Crédit : Itar-Tass
Kommersant : Dans votre intervention devant la dernière assemblée générale de l’ONU, il a été plusieurs fois question de non ingérence dans les affaires intérieures des États. Était-ce une évocation de la situation au Proche-Orient ? Ou bien est-ce important pour la Russie elle-même ?
Sergueï Lavrov : Exactement. Le principe de non ingérence dans les affaires intérieures d’un pays est inscrit dans la Charte des Nations Unies. Il est nécessaire, non pas pour que la Russie se sente mieux ou moins bien d’une façon ou d’une autre. C’est un principe fondamental du droit international. Si nous en autorisons la violation, ou si nous en faisons peu de cas, sous prétexte qu’un pays n’est pas en mesure de se défendre, il faudra alors s’attendre à une réaction en chaîne. Le monde plongera simplement dans le chaos. C’est une tendance que l’on observe déjà au Proche-Orient.
Qu’est-ce qui a précisément irrité ou dérangé Moscou dans le travail de l’agence USAID ?
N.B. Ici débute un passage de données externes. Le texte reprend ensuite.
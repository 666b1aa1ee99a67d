//! CLI module
//!
//! Command-line interface for decorating JSON pages.
//!
//! # Commands
//!
//! - `render` - Decorate a JSON page with its total count and page links
//! - `inspect` - Show the pagination state resolved from a JSON page
//! - `name` - Show the collection field name derived from a type name

mod commands;
mod runner;

pub use commands::{Cli, Commands};
pub use runner::Runner;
S.L.: Rien ne nous irrite ni ne nous dérange. Nous avions un accord depuis 1992, sur la base duquel se déroulait l’activité de l’Agence des États-Unis pour le développement international en Russie (USAID). Le pays était alors en mauvais état, et nous n’avions pas prêté une grande attention aux documents signés avec les partenaires étrangers.
Le document principal pour les activités d’USAID était complètement discriminatoire envers la Russie. Il donnait des droits aux partenaires américains qu’un État normal, dans une autre situation, ne garantirait pas.
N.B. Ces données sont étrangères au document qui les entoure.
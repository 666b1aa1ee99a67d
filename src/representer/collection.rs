//! Collection representer
//!
//! Renders a plain sequence of items as `{"<collection>": [...]}`, with no
//! pagination metadata.

use super::types::{decorate_items, serialize_item, ItemDecorator};
use crate::error::Result;
use crate::naming::CollectionName;
use crate::types::{JsonObject, JsonValue};
use serde::Serialize;

pub struct CollectionRepresenter<T> {
    collection: CollectionName,
    item_decorator: ItemDecorator<T>,
}

impl<T: Serialize + 'static> CollectionRepresenter<T> {
    /// Items serialized with serde under `collection`
    pub fn new(collection: CollectionName) -> Self {
        Self::with_item_decorator(collection, serialize_item::<T>)
    }

    /// Items serialized with serde under the name derived from `type_name`
    pub fn for_type_name(type_name: &str) -> Self {
        Self::new(CollectionName::from_type_name(type_name))
    }
}

impl<T> CollectionRepresenter<T> {
    pub fn with_item_decorator(
        collection: CollectionName,
        decorator: impl Fn(&T) -> Result<JsonValue> + Send + Sync + 'static,
    ) -> Self {
        Self {
            collection,
            item_decorator: Box::new(decorator),
        }
    }

    pub fn collection_name(&self) -> &CollectionName {
        &self.collection
    }

    pub fn to_value(&self, items: &[T]) -> Result<JsonValue> {
        let items = decorate_items(items, &*self.item_decorator)?;
        let mut doc = JsonObject::new();
        doc.insert(self.collection.to_string(), JsonValue::Array(items));
        Ok(JsonValue::Object(doc))
    }

    pub fn to_json(&self, items: &[T]) -> Result<String> {
        Ok(serde_json::to_string(&self.to_value(items)?)?)
    }
}

impl<T> std::fmt::Debug for CollectionRepresenter<T> {
    fn fmt(&self, f: &mut std::fmt::Formatter<'_>) -> std::fmt::Result {
        f.debug_struct("CollectionRepresenter")
            .field("collection", &self.collection)
            .finish_non_exhaustive()
    }
}
use thiserror::Error;

#[derive(Debug, Error)]
pub enum PersistError {
    #[error(transparent)]
    Vfs(#[from] xsh_vfs::VfsError),
    #[error(transparent)]
    Io(#[from] std::io::Error),
    #[error("truncated overlay file")]
    Truncated,
    #[error("bad magic bytes, not an overlay file")]
    BadMagic,
    #[error("unsupported node kind: {0}")]
    UnsupportedNodeKind(String),
    #[error("dangling holder reference to {0:?}")]
    DanglingReference(String),
    #[error("overlay {0} has no active solution path")]
    NoSolutionPath(u32),
}

pub type PersistResult<T> = Result<T, PersistError>;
Il y a un an, nous avons dénoncé cet accord. Après cela, il n’y avait plus de base légale pour les activités d’USAID sur le territoire russe.
Sans base légale, pas besoin pour nous de recevoir des subventions, puisque le pays est déjà donneur en tant que tel. Et pour les activités des organisations non commerciales, l’État russe lui-même donne des fonds importants, récemment multipliés par trois à la demande du président Vladimir Poutine.
En outre, certains projets d’USAID clairement colorés politiquement, effectués sans le consentement de la Russie, laissaient planer un doute. En particulier un projet dans le Caucase du Nord, où l’agence n’a pas été très exigeante dans le choix de ses partenaires et des bénéficiaires de ses fonds.
Aucun obstacle n’existe empêchant les nobles activités d’USAID de se poursuivre en Russie. Que ce soit l’aide aux invalides ou aux enfants, les projets éducatifs ou sociaux. Le gouvernement américain pourra sans problème obtenir cet argent par d’autres canaux.
En un mot, je voudrais dire que nous voulons seulement donner une base légale à notre coopération et aux relations avec les pays étrangers dans tous les domaines conformément aux principes d’égalité et de respect mutuel.
Les fonds d’aide européens œuvrant en Russie ne sont-ils pas menacés ? Les fonds allemands, par exemple.
S.L.: Non, ces fonds travaillent sur la base d’accords bilatéraux entre les gouvernements. USAID est une branche du Département d’État américain.
Une opinion circule selon laquelle les États-Unis vont maintenant réellement adopter la loi Magnitski introduisant des sanctions économiques et de visa contre les officiels russes. Et que cela affectera ceux qui voulaient, au prix de cette loi, garantir l’abrogation de la discrimination contre la Russie de l’amendement Jackson-Vanik.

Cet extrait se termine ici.